Dataset entries:
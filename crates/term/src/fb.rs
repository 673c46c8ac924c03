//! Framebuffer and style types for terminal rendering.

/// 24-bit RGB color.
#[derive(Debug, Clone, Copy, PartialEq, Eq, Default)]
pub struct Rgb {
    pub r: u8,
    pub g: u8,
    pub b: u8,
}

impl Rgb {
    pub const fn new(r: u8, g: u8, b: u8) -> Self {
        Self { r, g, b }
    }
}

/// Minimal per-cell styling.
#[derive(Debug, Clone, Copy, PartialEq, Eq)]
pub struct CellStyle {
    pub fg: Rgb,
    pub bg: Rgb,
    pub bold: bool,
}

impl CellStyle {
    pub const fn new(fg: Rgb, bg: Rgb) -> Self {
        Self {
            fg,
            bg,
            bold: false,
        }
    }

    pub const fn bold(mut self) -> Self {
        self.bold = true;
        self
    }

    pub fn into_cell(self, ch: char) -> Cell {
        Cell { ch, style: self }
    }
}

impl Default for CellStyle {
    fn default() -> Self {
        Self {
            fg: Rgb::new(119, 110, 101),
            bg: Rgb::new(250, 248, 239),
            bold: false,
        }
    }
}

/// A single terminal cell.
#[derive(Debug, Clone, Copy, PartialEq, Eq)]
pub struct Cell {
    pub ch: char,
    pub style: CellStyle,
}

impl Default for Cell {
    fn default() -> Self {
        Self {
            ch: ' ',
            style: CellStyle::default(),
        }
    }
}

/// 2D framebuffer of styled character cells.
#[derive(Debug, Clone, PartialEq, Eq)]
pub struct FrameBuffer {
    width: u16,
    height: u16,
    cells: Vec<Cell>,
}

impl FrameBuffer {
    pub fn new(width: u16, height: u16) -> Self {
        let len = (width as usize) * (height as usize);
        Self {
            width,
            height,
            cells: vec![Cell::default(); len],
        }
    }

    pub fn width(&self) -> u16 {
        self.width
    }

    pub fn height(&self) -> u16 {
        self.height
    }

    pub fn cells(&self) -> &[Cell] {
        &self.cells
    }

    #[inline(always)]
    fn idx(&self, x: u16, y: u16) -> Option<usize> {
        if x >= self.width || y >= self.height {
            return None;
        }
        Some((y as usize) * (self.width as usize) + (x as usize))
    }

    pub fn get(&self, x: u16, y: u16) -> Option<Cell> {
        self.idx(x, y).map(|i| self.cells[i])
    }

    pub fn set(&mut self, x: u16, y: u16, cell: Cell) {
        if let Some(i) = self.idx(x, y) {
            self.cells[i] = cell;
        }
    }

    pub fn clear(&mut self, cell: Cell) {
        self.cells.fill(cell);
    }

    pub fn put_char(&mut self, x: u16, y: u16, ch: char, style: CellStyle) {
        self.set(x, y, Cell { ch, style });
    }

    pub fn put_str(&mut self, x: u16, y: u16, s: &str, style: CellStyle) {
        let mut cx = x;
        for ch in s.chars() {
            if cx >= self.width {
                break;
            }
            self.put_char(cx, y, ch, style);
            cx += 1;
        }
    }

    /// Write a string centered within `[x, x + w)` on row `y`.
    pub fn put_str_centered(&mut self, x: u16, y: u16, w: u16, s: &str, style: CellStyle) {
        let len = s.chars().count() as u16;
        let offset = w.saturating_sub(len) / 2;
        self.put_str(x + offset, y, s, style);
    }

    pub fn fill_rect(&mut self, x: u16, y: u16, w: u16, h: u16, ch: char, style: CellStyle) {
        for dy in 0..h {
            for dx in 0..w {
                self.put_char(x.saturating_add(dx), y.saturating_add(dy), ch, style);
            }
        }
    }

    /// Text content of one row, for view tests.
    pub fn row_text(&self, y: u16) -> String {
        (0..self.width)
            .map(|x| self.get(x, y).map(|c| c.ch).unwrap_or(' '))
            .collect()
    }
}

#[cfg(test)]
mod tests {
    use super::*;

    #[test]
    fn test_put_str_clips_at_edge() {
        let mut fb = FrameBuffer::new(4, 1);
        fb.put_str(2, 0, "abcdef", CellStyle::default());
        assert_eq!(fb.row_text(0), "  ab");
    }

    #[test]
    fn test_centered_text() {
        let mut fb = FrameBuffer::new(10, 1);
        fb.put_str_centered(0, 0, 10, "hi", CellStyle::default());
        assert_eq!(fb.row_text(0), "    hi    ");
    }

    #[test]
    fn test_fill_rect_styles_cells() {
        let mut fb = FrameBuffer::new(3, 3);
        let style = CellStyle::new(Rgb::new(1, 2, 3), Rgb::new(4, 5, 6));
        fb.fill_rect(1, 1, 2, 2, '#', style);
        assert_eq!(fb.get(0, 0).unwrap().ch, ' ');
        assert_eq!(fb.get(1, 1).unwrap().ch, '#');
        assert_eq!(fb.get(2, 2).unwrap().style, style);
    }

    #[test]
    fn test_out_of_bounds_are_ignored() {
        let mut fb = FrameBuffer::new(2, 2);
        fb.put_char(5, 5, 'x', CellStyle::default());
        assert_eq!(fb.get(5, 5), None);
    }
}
* * *
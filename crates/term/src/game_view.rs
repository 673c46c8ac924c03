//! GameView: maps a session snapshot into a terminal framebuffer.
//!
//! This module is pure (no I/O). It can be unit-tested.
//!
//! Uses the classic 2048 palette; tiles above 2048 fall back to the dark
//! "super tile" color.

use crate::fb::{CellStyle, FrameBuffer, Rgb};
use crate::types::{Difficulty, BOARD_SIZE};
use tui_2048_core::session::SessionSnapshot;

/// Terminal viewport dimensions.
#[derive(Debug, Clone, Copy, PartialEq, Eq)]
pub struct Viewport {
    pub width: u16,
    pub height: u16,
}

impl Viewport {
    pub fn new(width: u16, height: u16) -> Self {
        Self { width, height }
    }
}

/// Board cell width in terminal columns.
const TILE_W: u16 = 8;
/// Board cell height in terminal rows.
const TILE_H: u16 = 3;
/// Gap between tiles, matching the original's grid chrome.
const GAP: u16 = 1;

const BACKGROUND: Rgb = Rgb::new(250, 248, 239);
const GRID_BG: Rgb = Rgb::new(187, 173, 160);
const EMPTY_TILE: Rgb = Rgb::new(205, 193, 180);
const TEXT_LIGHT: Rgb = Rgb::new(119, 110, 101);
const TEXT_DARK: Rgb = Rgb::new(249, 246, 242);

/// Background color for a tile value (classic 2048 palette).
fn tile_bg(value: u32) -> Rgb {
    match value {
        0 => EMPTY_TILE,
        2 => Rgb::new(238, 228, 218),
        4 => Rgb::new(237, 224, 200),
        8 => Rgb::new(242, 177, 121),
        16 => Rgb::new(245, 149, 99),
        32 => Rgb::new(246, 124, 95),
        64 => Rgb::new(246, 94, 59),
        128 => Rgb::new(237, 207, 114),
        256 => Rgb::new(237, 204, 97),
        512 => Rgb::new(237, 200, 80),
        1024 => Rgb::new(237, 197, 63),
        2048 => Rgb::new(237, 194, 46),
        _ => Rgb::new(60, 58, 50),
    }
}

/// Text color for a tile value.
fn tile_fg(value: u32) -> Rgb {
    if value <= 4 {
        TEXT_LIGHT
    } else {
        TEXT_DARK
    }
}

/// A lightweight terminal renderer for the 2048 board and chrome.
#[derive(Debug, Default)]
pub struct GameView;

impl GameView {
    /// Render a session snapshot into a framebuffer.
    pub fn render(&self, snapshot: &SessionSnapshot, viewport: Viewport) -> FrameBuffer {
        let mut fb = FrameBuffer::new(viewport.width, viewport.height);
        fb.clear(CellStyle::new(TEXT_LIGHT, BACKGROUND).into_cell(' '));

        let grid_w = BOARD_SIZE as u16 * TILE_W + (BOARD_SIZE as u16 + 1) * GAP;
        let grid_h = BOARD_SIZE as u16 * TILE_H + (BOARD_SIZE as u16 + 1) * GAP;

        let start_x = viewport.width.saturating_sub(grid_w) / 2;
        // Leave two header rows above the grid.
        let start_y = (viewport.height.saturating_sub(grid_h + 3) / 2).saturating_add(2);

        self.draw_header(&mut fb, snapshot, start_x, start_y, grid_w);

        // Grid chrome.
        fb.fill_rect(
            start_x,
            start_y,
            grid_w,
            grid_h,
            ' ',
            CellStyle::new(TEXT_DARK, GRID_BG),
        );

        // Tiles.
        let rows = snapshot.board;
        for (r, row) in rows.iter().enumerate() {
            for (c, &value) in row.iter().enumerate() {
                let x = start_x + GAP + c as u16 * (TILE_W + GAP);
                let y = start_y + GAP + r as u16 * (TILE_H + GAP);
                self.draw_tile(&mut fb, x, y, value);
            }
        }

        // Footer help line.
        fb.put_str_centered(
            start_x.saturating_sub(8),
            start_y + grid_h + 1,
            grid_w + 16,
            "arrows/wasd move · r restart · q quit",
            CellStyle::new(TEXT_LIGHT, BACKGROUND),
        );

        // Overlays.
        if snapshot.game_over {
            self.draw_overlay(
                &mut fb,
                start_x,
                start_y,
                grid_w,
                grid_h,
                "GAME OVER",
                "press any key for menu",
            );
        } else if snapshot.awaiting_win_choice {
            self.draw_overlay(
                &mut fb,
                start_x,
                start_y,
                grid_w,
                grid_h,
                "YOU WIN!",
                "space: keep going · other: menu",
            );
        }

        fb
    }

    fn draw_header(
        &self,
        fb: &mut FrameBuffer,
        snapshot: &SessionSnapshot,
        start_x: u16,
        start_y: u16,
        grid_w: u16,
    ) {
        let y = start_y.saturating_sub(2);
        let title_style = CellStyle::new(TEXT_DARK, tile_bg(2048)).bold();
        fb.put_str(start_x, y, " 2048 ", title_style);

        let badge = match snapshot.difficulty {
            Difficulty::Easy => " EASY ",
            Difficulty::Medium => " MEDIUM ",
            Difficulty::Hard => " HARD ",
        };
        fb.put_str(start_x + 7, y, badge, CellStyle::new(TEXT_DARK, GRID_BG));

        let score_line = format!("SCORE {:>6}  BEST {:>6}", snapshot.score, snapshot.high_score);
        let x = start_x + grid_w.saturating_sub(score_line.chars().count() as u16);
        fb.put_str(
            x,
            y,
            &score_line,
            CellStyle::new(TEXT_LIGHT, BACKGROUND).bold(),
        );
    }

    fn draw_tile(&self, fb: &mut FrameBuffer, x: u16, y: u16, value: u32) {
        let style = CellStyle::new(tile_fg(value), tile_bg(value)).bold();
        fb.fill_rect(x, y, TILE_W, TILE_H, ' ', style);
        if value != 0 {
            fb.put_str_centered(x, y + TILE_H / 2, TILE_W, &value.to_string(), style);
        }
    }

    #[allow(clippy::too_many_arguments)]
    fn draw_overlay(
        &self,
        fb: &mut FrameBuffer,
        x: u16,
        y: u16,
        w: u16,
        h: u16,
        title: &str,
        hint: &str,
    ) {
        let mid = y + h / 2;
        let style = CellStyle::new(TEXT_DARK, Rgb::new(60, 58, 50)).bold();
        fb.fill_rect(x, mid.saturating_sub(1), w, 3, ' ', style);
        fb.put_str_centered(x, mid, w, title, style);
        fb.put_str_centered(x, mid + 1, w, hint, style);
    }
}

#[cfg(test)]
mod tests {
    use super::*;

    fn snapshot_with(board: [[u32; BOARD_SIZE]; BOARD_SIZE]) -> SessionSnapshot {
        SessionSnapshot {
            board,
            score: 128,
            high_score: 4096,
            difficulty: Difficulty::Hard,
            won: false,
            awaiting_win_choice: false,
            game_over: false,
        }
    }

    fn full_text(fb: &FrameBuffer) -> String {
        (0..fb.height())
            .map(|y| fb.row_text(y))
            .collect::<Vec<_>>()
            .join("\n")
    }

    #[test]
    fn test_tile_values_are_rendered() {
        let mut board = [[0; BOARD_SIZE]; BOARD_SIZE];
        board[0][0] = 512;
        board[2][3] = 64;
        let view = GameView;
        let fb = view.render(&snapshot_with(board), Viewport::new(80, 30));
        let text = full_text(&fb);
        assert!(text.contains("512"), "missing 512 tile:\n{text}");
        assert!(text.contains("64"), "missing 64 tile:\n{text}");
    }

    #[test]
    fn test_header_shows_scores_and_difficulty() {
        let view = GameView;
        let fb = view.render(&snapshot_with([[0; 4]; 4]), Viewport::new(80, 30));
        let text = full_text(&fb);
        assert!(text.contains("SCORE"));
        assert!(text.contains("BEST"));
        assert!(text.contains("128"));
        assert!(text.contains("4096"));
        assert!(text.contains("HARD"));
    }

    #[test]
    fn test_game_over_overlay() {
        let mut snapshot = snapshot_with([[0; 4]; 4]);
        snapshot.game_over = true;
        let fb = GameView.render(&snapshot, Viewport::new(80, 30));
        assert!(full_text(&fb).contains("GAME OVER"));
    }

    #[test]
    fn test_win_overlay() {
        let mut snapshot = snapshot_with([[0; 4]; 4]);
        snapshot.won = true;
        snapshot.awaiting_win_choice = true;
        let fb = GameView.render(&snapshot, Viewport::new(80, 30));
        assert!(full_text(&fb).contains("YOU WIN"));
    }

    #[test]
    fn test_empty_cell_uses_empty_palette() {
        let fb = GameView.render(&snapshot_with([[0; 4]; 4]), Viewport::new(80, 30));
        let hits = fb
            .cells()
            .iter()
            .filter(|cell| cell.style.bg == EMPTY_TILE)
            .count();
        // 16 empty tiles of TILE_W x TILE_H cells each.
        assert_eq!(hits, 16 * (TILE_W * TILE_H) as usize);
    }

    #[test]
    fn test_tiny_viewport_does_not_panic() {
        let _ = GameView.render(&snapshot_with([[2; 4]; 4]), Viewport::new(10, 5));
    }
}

Work instructions
Wherever a line of the data above contains "iter", copy that line.

Response
        for (r, row) in rows.iter().enumerate() {
            for (c, &value) in row.iter().enumerate() {
            .iter()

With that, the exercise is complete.